SM Sastry, MD in Bethesda: Retina Care for DME, Retinal Detachment, and Age-Related Macular Degeneration
SM Sastry is a retina specialist practicing in Bethesda, Maryland, treating diseases of the retina and vitreous that require surgical and medical intervention. Retinal conditions often drive vision loss in Baltimore-area patients over 50 and in those with diabetes, and they require subspecialty diagnosis and management that general ophthalmologists refer out. Sastry's practice handles the full range of retinal pathology in an office-based setting, with surgical cases handled at a hospital facility.
What SM Sastry actually treats
Sastry manages diabetic macular edema (DME), age-related macular degeneration (AMD), retinal detachments, retinal tears, epiretinal membrane, macular holes, and diabetic retinopathy. The subspecialty is narrowly defined: while an ophthalmologist trained in general eye care diagnoses and may treat early dry AMD with vitamins or mild nonproliferative diabetic retinopathy with observation, a retina specialist like Sastry intervenes when disease progresses to the point where medical or surgical intervention becomes necessary—DME requiring injections, AMD requiring anti-VEGF therapy, retinal detachment requiring surgery. This distinction matters because retinal disease often progresses quickly, and delays in referral can mean irreversible vision loss.
Services, procedures, and what to expect in cost
Sastry's office offers anti-VEGF injections (bevacizumab, ranibizumab, aflibercept, brolucizumab) for AMD, DME, and retinal vein occlusion. Injections are administered in-office and typically require a series of loading doses followed by maintenance. Retinal imaging—OCT, fundus photography, visual fields—are performed in-clinic to guide diagnosis and monitor response to treatment.
Surgical procedures including vitrectomy, pneumatic retinopexy, and scleral buckle for retinal detachment, and internal limiting membrane peeling for epiretinal membrane are performed at a hospital facility rather than in the office. Your insurance plan determines out-of-pocket cost for injections and procedures; Medicare typically covers anti-VEGF injections when medically appropriate, though beneficiaries pay the Part B coinsurance (20%). Private insurance copays vary by plan. Confirm your plan's coverage for specific agents before your first injection, as some insurers restrict first-line use of certain drugs.
Comparison to other Bethesda and Baltimore-area retina specialists
The Baltimore metro has several board-certified retina practices. Sastry competes directly with retina specialists at larger ophthalmology groups like Towson Eye Associates and Chesapeake Eye Care, both of which have retinal surgeons on staff and offer similar injections and surgical scope. The practical difference for patients is usually referral network, hospital affiliation (which affects your surgical facility and insurance pre-authorization pathways), and appointment availability rather than clinical capability. Sastry's standalone retina focus may offer shorter wait times than large multispecialty groups managing high general ophthalmology volume. If you need retinal surgery or are on a managed care plan that requires in-network providers, verify hospital affiliation before scheduling; Sastry's surgical cases are handled at a specific facility, and out-of-network surgery can trigger high out-of-pocket costs even if the physician visit is in-network.
Who should come here, and who should not
Come to Sastry if your primary care eye doctor or optometrist has referred you for DME, AMD, retinal detachment, or another retinal disease requiring specialist diagnosis or anti-VEGF therapy.
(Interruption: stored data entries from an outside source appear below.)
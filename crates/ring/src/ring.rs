// Copyright 2025 Irreducible Inc.

use mpoly_pack::{ExponentCodec, FieldWidth, MonomialLayout, TermOrder};

/// Context of a multivariate polynomial ring: variable count and term order.
///
/// Passed explicitly into every container operation; polynomials do not carry
/// a back-reference to their ring.
#[derive(Debug, Clone, Copy, PartialEq, Eq)]
pub struct MPolyRing {
	nvars: usize,
	order: TermOrder,
}

impl MPolyRing {
	pub fn new(nvars: usize, order: TermOrder) -> Self {
		assert!(nvars >= 1, "a polynomial ring needs at least one variable");
		Self { nvars, order }
	}

	pub const fn nvars(&self) -> usize {
		self.nvars
	}

	pub const fn order(&self) -> TermOrder {
		self.order
	}

	pub fn layout(&self) -> MonomialLayout {
		MonomialLayout::new(self.nvars, self.order)
	}

	pub fn codec(&self, width: FieldWidth) -> ExponentCodec {
		ExponentCodec::new(self.layout(), width)
	}
}
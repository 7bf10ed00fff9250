// Copyright 2025 Irreducible Inc.

/// Error thrown when a packed-monomial operation fails.
#[derive(Clone, thiserror::Error, Debug, PartialEq, Eq)]
pub enum Error {
	/// Thrown when a value cannot be represented in any supported field width.
	/// Multi-word fields are deliberately unsupported.
	#[error("exponent value cannot be represented in any supported field width")]
	ExponentOverflow,
	#[error("{bits}-bit packed fields are not supported")]
	UnsupportedWidth { bits: usize },
	#[error("expected {expected} packed words, got {got}")]
	WordCountMismatch { expected: usize, got: usize },
	#[error("expected {expected} exponent fields, got {got}")]
	FieldCountMismatch { expected: usize, got: usize },
	/// Thrown when a field value does not fit the width in force. The width
	/// must be promoted before the value can be stored; it is never truncated.
	#[error("value {value} does not fit in a {bits}-bit field")]
	FieldTooWide { value: u128, bits: usize },
	#[error("variable index {index} is out of range 0..{max}")]
	VariableOutOfRange { index: usize, max: usize },
}
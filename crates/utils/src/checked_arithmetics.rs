// Copyright 2025 Irreducible Inc.

/// Division implementation that fails in case when `a` isn't divisible by `b`.
pub const fn checked_int_div(a: usize, b: usize) -> usize {
	let result = a / b;
	assert!(b * result == a);

	result
}

/// Smallest number of words of `word_bits` bits that cover `bits` bits.
pub const fn words_for_bits(bits: usize, word_bits: usize) -> usize {
	(bits + word_bits - 1) / word_bits
}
Come if you have diabetic retinopathy that has progressed beyond your general eye doctor's scope. You should not come for a routine eye exam, cataract surgery referral, or contact lens fitting; Sastry does not handle those. You should also reconsider if your primary insurance is out-of-network in Bethesda and travel distance is a burden, since most retinal conditions require repeated visits over months or years.
What your first visit involves
Your first appointment will include a complete dilated eye exam, OCT imaging of the macula and optic nerve, and visual acuity and visual field testing. Bring your insurance card and a list of current eye medications. Sastry will review your imaging, clinical history (especially diabetes duration and control, and family history of AMD), and current treatment if referred from another retina specialist. If anti-VEGF injection is planned and this is your first exposure to the drug, you will receive informed consent discussion of risks (endophthalmitis, retinal detachment, rare thromboembolic events) before injection, though serious adverse events are uncommon at population level. If surgery is indicated, Sastry will discuss the procedure, need for anesthesia, and expected postoperative recovery (which varies from days for pneumatic retinopexy to weeks for vitrectomy) before scheduling at the hospital facility.
Hours, location, parking, and verification
Sastry practices in Bethesda, Maryland. Office hours and exact address are best confirmed directly, as surgical schedules and clinic days can shift seasonally. Bethesda office parks typically offer free parking; confirm parking is available when you call to schedule. If surgery is needed, ask which hospital facility is used and check your plan's in-network status there.
SM Sastry fills a clear need in the Baltimore metro: retinal disease is common, referrals are frequent, and specialist availability shapes outcomes in conditions where vision loss can be halted or reversed by timely intervention.